June 27, 2025 in Announcements, Koller-Collins Center for English Studies, Manuscript Studies, Princeton Bibliophiles & Collectors, Rossell Hope Robbins Library at the University of Rochester, Visits to Collections

2025 RGME Autumn Colloquium
on Fragments

“Break-Up Books
and Make-Up Books:

Encountering and Reconstructing
the Legacy of Otto F. Ege
and Other Biblioclasts
“

Friday to Sunday 21–23 November 2025
Hybrid and partly Online
Hybrid: In Person at Princeton and Online (Friday and Saturday)
Online: Zoom (Sunday)

*****

Colloquium Sponsors, Co-Sponsors, and Affiliates

Research Group on Manuscript Evidence

Princeton University Special Collections
The Friends of the Princeton University Library
Student Friends of the Princeton University Library
Princeton Bibliophiles & Collectors
Department of Art & Archaeology, Princeton University

Rossell Hope Robbins Library
and Koller-Collins Center for English Studies
at the University of Rochester

Bibliographical Society of America

Celia M. Chazelle
Barbara Hanselman
Barbara A. Shailor

[Your Name Here]

*****

[First posted on 5 January 2025, with updates. Now revised on 20 June 2025, 20 August 2025, 5 September 2025, and 29 October 2025, with changes in plan, co-sponsorship, host, and venues.]

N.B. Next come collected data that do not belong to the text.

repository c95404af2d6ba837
pub mod http;
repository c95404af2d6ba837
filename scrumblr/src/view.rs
//! Presentation side of the board.
//!
//! The controller never touches a concrete UI. It talks to a [`BoardView`], which may be
//! a browser page driven by a drag-and-drop library, a terminal, or a test double.

#[cfg(test)]
use mockall::automock;
use scrumblr_core::{BoardSnapshot, Column, Task, TaskRepository};
use std::cell::RefCell;
use std::io::Write;

#[cfg_attr(test, automock)]
pub trait BoardView {
    /// Removes every card and the header.
    fn clear(&self);
    /// Shows the project title, due date, goals and team members.
    fn render_header(&self, snapshot: &BoardSnapshot);
    /// Adds a card for `task` at the end of `column`.
    fn render_card(&self, task: &Task, column: Column);
    /// Places an existing card in `column`.
    fn move_card(&self, task_id: &str, column: Column);
    /// Refreshes the title, assignee and due date shown on a card.
    fn update_card(&self, task: &Task);
    fn remove_card(&self, task_id: &str);
    /// The one path through which the user learns about failures.
    fn notify(&self, message: &str);
}

/// Writes board changes as plain text lines.
pub struct ConsoleView<W: Write> {
    out: RefCell<W>,
}

impl ConsoleView<std::io::Stdout> {
    pub fn stdout() -> Self {
        Self::new(std::io::stdout())
    }
}

impl<W: Write> ConsoleView<W> {
    pub fn new(out: W) -> Self {
        Self {
            out: RefCell::new(out),
        }
    }

    pub fn into_inner(self) -> W {
        self.out.into_inner()
    }

    /// Prints every column with its cards, in board order.
    pub fn print_board(&self, repository: &TaskRepository) {
        for column in Column::ALL {
            let tasks = repository.in_column(column);
            self.line(format!("== {} ({}) ==", column, tasks.len()));
            for task in tasks {
                self.line(format!("  {}", card(task)));
            }
        }
    }

    fn line(&self, text: String) {
        // Output is best-effort; a closed stdout must not abort the board.
        let _ = writeln!(self.out.borrow_mut(), "{text}");
    }
}

impl<W: Write> BoardView for ConsoleView<W> {
    fn clear(&self) {}

    fn render_header(&self, snapshot: &BoardSnapshot) {
        if let Some(project) = &snapshot.project {
            self.line(format!("# {} ({})", project.title(), project.due_label()));
            self.line(format!("Goals: {}", project.goals()));
        }
        if !snapshot.members.is_empty() {
            let names: Vec<&str> = snapshot.members.iter().map(|m| m.name.as_str()).collect();
            self.line(format!("Team: {}", names.join(", ")));
        }
    }

    fn render_card(&self, task: &Task, column: Column) {
        tracing::debug!(task_id = %task.id, %column, "Card rendered");
    }

    fn move_card(&self, task_id: &str, column: Column) {
        self.line(format!("-> {task_id} is now in {column}"));
    }

    fn update_card(&self, task: &Task) {
        self.line(format!("~ {}", card(task)));
    }

    fn remove_card(&self, task_id: &str) {
        self.line(format!("- {task_id} removed"));
    }

    fn notify(&self, message: &str) {
        self.line(format!("! {message}"));
    }
}

fn card(task: &Task) -> String {
    let assignee = if task.assignee.is_empty() {
        "unassigned"
    } else {
        task.assignee.as_str()
    };
    format!(
        "[{}] {} ({}, Due: {})",
        task.id,
        task.title,
        assignee,
        task.due_label()
    )
}
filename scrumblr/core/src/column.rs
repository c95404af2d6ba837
//! The three fixed columns of the board and their one-to-one mapping onto [`Status`].
use crate::task::Status;
use std::fmt::{Display, Formatter};
use std::str::FromStr;
use thiserror::Error;

#[derive(Debug, Clone, Copy, PartialEq, Eq, Hash)]
pub enum Column {
    Start,
    Progress,
    Completed,
}

#[derive(Error, Debug, Clone, PartialEq, Eq)]
#[error("Unknown column '{0}'")]
pub struct ColumnError(pub String);

impl Column {
    /// Columns in the order they appear on the board, left to right.
    pub const ALL: [Column; 3] = [Column::Start, Column::Progress, Column::Completed];

    /// Column a task with `status` is rendered in.
    pub fn for_status(status: Status) -> Self {
        match status {
            Status::NotStarted => Column::Start,
            Status::InProgress => Column::Progress,
            Status::Completed => Column::Completed,
        }
    }

    /// Status a card takes when dropped into this column.
    pub fn status(&self) -> Status {
        match self {
            Column::Start => Status::NotStarted,
            Column::Progress => Status::InProgress,
            Column::Completed => Status::Completed,
        }
    }

    /// Identifier of the list element holding the column's cards.
    pub fn list_id(&self) -> &'static str {
        match self {
            Column::Start => "start-list",
            Column::Progress => "progress-list",
            Column::Completed => "completed-list",
        }
    }

    /// Resolves a list identifier back to its column.
    pub fn from_list_id(list_id: &str) -> Option<Self> {
        Column::ALL
            .into_iter()
            .find(|column| column.list_id() == list_id)
    }
}

impl Display for Column {
    fn fmt(&self, f: &mut Formatter<'_>) -> std::fmt::Result {
        f.write_str(self.status().as_str())
    }
}

impl FromStr for Column {
    type Err = ColumnError;

    /// Accepts list ids (`start-list`), short names (`start`) and status names (`In Progress`).
    fn from_str(s: &str) -> Result<Self, Self::Err> {
        let key = s.trim().to_lowercase();
        if let Some(column) = Column::from_list_id(&key) {
            return Ok(column);
        }
        match key.as_str() {
            "start" | "todo" | "not started" | "not-started" => Ok(Column::Start),
            "progress" | "doing" | "in progress" | "in-progress" => Ok(Column::Progress),
            "completed" | "done" => Ok(Column::Completed),
            _ => Err(ColumnError(s.to_string())),
        }
    }
}
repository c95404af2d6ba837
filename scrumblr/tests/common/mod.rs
use scrumblr::connectors::http::{HttpResponse, Transport, TransportError};
use scrumblr::view::BoardView;
use scrumblr_core::{BoardSnapshot, Column, Task};
use serde_json::{Value, json};
use std::cell::{Cell, RefCell};
use std::collections::HashMap;

/// Task store behaving like the board's serverless handlers: every reply is a gateway
/// envelope with the payload serialized into `body`, new tasks get `t-<n>` ids, writes
/// are upserts keyed by id and deletes arrive as a flagged POST.
#[derive(Default)]
pub struct InMemoryStore {
    tasks: RefCell<Vec<Value>>,
    next_id: Cell<u32>,
    reject_next_post: Cell<bool>,
    offline: Cell<bool>,
}

impl InMemoryStore {
    pub fn new() -> Self {
        Self::default()
    }

    pub fn with_tasks(tasks: Vec<Value>) -> Self {
        let store = Self::new();
        *store.tasks.borrow_mut() = tasks;
        store
    }

    /// The next POST is refused with a 500 and nothing is stored.
    pub fn reject_next_post(&self) {
        self.reject_next_post.set(true);
    }

    pub fn go_offline(&self) {
        self.offline.set(true);
    }

    pub fn stored(&self, id: &str) -> Option<Value> {
        self.tasks
            .borrow()
            .iter()
            .find(|task| task["id"] == id)
            .cloned()
    }

    fn envelope(status: u16, payload: Value) -> HttpResponse {
        let envelope = json!({
            "statusCode": status,
            "headers": { "Content-Type": "application/json" },
            "body": payload.to_string(),
        });
        HttpResponse::new(status, envelope.to_string())
    }

    fn field(body: &Value, name: &str, default: &str) -> String {
        body[name]
            .as_str()
            .filter(|value| !value.is_empty())
            .unwrap_or(default)
            .to_string()
    }
}

impl Transport for InMemoryStore {
    async fn get(&self, url: &str) -> Result<HttpResponse, TransportError> {
        if self.offline.get() {
            return Err(TransportError::Request {
                url: url.to_string(),
                message: "connection refused".to_string(),
            });
        }
        let tasks = self.tasks.borrow().clone();
        let payload = json!({
            "success": true,
            "mockData": {
                "projects": [{
                    "project_id": "p1",
                    "title": "SWE Group Project",
                    "due_date": "12-14-2025",
                    "goals": "finish the project!"
                }],
                "users": [{ "user_id": "u1", "name": "Meriam" }],
                "tasks": tasks,
            }
        });
        Ok(Self::envelope(200, payload))
    }

    async fn post_json(&self, url: &str, body: &Value) -> Result<HttpResponse, TransportError> {
        if self.offline.get() {
            return Err(TransportError::Request {
                url: url.to_string(),
                message: "connection refused".to_string(),
            });
        }
        if self.reject_next_post.replace(false) {
            return Ok(Self::envelope(
                500,
                json!({ "success": false, "message": "Could not write to the task table" }),
            ));
        }

        if body["delete"] == true {
            let Some(id) = body["id"].as_str() else {
                return Ok(Self::envelope(
                    400,
                    json!({ "success": false, "message": "Task id is required for delete" }),
                ));
            };
            self.tasks.borrow_mut().retain(|task| task["id"] != id);
            return Ok(Self::envelope(200, json!({ "success": true })));
        }

        let id = match body["id"].as_str() {
            Some(id) => id.to_string(),
            None => {
                self.next_id.set(self.next_id.get() + 1);
                format!("t-{}", self.next_id.get())
            }
        };
        let task = json!({
            "id": id,
            "title": Self::field(body, "title", "Untitled task"),
            "assignee": Self::field(body, "assignee", ""),
            "dueDate": Self::field(body, "dueDate", ""),
            "status": Self::field(body, "status", "Not Started"),
        });
        let mut tasks = self.tasks.borrow_mut();
        match tasks.iter().position(|stored| stored["id"] == id) {
            Some(index) => tasks[index] = task.clone(),
            None => tasks.push(task.clone()),
        }
        Ok(Self::envelope(201, json!({ "success": true, "task": task })))
    }
}

/// View that remembers where every card sits and what the user was told.
#[derive(Default)]
pub struct RecordingView {
    pub cards: RefCell<HashMap<String, Column>>,
    pub titles: RefCell<HashMap<String, String>>,
    pub notices: RefCell<Vec<String>>,
}

impl RecordingView {
    pub fn new() -> Self {
        Self::default()
    }

    pub fn column_of(&self, task_id: &str) -> Option<Column> {
        self.cards.borrow().get(task_id).copied()
    }

    pub fn title_of(&self, task_id: &str) -> Option<String> {
        self.titles.borrow().get(task_id).cloned()
    }
}

impl BoardView for RecordingView {
    fn clear(&self) {
        self.cards.borrow_mut().clear();
        self.titles.borrow_mut().clear();
    }

    fn render_header(&self, _snapshot: &BoardSnapshot) {}

    fn render_card(&self, task: &Task, column: Column) {
        self.cards.borrow_mut().insert(task.id.clone(), column);
        self.titles
            .borrow_mut()
            .insert(task.id.clone(), task.title.clone());
    }

    fn move_card(&self, task_id: &str, column: Column) {
        if let Some(current) = self.cards.borrow_mut().get_mut(task_id) {
            *current = column;
        }
    }

    fn update_card(&self, task: &Task) {
        self.titles
            .borrow_mut()
            .insert(task.id.clone(), task.title.clone());
    }

    fn remove_card(&self, task_id: &str) {
        self.cards.borrow_mut().remove(task_id);
        self.titles.borrow_mut().remove(task_id);
    }

    fn notify(&self, message: &str) {
        self.notices.borrow_mut().push(message.to_string());
    }
}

Venue: In-Person, Hybrid, and Online

After an imposed change in venue from our initial plans, the Colloquium goes forward in online format, as planned from the beginning, with an in-person/hybrid component.  Its dates remain the same, from Friday to Sunday 21–23 November. The changes allow us to turn to a new host, for which we give thanks. For the earlier version, see

  • https://manuscriptevidence.org/wpme/2025-rgme-autumn-colloquium-at-the-university-of-waterloo/.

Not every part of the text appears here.